Eddie Spoke to Home Theater Forum from California and happily reminisced about making Grease and why it’s a film that remains vibrant after all these years.
Grease 40th Anniversary Edition is available on 4K UHD, Blu-ray and Digital HD on April 24, 2018.
HTF: I always thought there was something very Jerry Lewis-inspired about your performance in Grease as Eugene. Perhaps it's how I best remember Jerry Lewis from The Nutty Professor, but here was something about how he carried himself and how he looked. Having said that, you did create something I think was very unique at that time, the very likable geek. And it has been imitated so often since. You imprinted incredibly quickly on the audience psyche in Grease, so what did you draw from for that character and have you been surprised at the influence?
“I went into the audition and there were all guys looking like Henry Winkler as the Fonz. There were all these girls in poodle skirts, and I was the only geeky guy.”
Eddie Deezen: I don't think I’d even heard the word nerd at that time. But I went into the set [wearing] I think a little suit. I greased my hair back-bought a bunch of Brylcreem and put it in my hair to grease it back. And I went into the audition and there were all guys looking like Henry Winkler as the Fonz. There were all these girls in poodle skirts, and I was the only geeky guy. I did my audition and then when I came back they gave me the suit. So I don't know how it came up. But then, I swear to God, I did a movie about two years later with Pee-wee Herman. He's a good pal of mine, Paul Reubens.
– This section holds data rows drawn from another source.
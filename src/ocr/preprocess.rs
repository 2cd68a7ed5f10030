use image::imageops::FilterType;
use image::{GenericImageView, ImageFormat, ImageReader, Limits};
use std::io::Cursor;
use std::path::{Path, PathBuf};
use uuid::Uuid;

use crate::ocr::error::OcrError;

/// Refuse to decode anything above this many pixels (decompression bombs)
pub const MAX_PIXELS: u64 = 50_000_000;

/// 16-bit RGBA, the widest pixel the enabled decoders produce
const MAX_BYTES_PER_PIXEL: u64 = 8;

/// Images narrower than this are upscaled before recognition
const MIN_OCR_WIDTH: u32 = 1000;
/// Upscaling never pushes either side past this
const MAX_UPSCALED_SIDE: u32 = 4000;

/// A preprocessed image written to the temp directory.
///
/// The file is removed when the value is dropped.
#[derive(Debug)]
pub struct PreparedImage {
    path: PathBuf,
    pub width: u32,
    pub height: u32,
}

impl PreparedImage {
    pub fn path(&self) -> &Path {
        &self.path
    }
}

impl Drop for PreparedImage {
    fn drop(&mut self) {
        if let Err(e) = std::fs::remove_file(&self.path) {
            if e.kind() != std::io::ErrorKind::NotFound {
                tracing::warn!("Failed to remove temporary OCR image {}: {}", self.path.display(), e);
            }
        }
    }
}

/// Decode, convert to grayscale, upscale small images and write a PNG into
/// `temp_dir`. Blocking; run it on the blocking pool.
pub fn prepare_image(data: &[u8], temp_dir: &Path) -> Result<PreparedImage, OcrError> {
    // Only the header is read here; nothing is allocated for pixels yet
    let (width, height) = reader_for(data)?
        .into_dimensions()
        .map_err(|e| OcrError::InvalidImageFormat {
            details: format!("could not read image header: {}", e),
        })?;
    if width == 0 || height == 0 {
        return Err(OcrError::InvalidImageFormat {
            details: "image has no pixels".to_string(),
        });
    }
    if u64::from(width) * u64::from(height) > MAX_PIXELS {
        return Err(OcrError::ImageTooLarge {
            width,
            height,
            max_pixels: MAX_PIXELS,
        });
    }

    let mut limits = Limits::default();
    limits.max_image_width = Some(width);
    limits.max_image_height = Some(height);
    limits.max_alloc = Some(MAX_PIXELS * MAX_BYTES_PER_PIXEL);

    let mut reader = reader_for(data)?;
    reader.limits(limits);
    let decoded = reader.decode().map_err(|e| OcrError::InvalidImageFormat {
        details: format!("could not decode image: {}", e),
    })?;
    let (width, height) = decoded.dimensions();

    let mut gray = decoded.to_luma8();
    let scale = upscale_factor(width, height);
    if scale > 1 {
        gray = image::imageops::resize(&gray, width * scale, height * scale, FilterType::Lanczos3);
    }

    let path = temp_dir.join(format!("studymate_ocr_{}.png", Uuid::new_v4()));
    let prepared = PreparedImage {
        path,
        width: gray.width(),
        height: gray.height(),
    };

    gray.save_with_format(prepared.path(), ImageFormat::Png)
        .map_err(|e| OcrError::RecognitionFailed {
            details: format!("failed to write preprocessed image: {}", e),
        })?;

    Ok(prepared)
}

fn reader_for(data: &[u8]) -> Result<ImageReader<Cursor<&[u8]>>, OcrError> {
    ImageReader::new(Cursor::new(data))
        .with_guessed_format()
        .map_err(|e| OcrError::InvalidImageFormat {
            details: format!("could not read image: {}", e),
        })
}

fn upscale_factor(width: u32, height: u32) -> u32 {
    if width >= MIN_OCR_WIDTH {
        return 1;
    }
    let largest = width.max(height);
    if largest * 2 <= MAX_UPSCALED_SIDE {
        2
    } else {
        1
    }
}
I always thought Pee-wee got the idea from my Grease suit and if you look at Pee-wee Herman's outfit, it’s the same as my Eugene Grease suit. I always said he got the idea from that movie, and Paul said to me, "You kind of influenced my character!" So I think he got his suit from Eugene in Grease.
HTF: That's funny. I'd never noticed that before.
Eddie Deezen: Yeah. Compare the suits if you see them.
HTF: Back when Grease was released in 1978, it blew up the box office. In adjusted dollars it's still the highest-grossing movie-musical. I don't know that anybody could've predicted the response to the film, but take me back to those days when it had just come out, audiences were flocking to it, and everybody was singing the songs and it was becoming a runaway success. What did that feel like, and how did you and your cast mates react to it blowing up the way that it did?
“It was the greatest, most visceral feeling in the world. It was just the greatest joy as an actor, even though my role was so small. But just to be part of Grease…”
Eddie Deezen: I was so lucky, Neil, because everybody when they do their first film, they think it's going to be like that. You always do your first film and think, "This is going to be like Star Wars or Citizen Kane." And for most people it's a turkey because most films just die out. Most movies are not big hits. But I lucked out that my first film was Grease. It was literally electric. I must've seen it at the theater probably a dozen times [back then]. I'd go and sneak in the theaters and watch it in the dark at the back. It was just electric because I'd been in high school just two years earlier. I was only 20 years old and was the youngest cast member with a line in the film. It was the greatest, most visceral feeling in the world. It was just the greatest joy as an actor, even though my role was so small. But just to be part of Grease. I always say it's like being one of the dead bodies in Gone with the Wind in the battlefield scene. And those guys all go, "I'm in Gone with the Wind. [laughs] I'm one of these corpses in Gone with the Wind." So I was very happy to be part of the whole thing.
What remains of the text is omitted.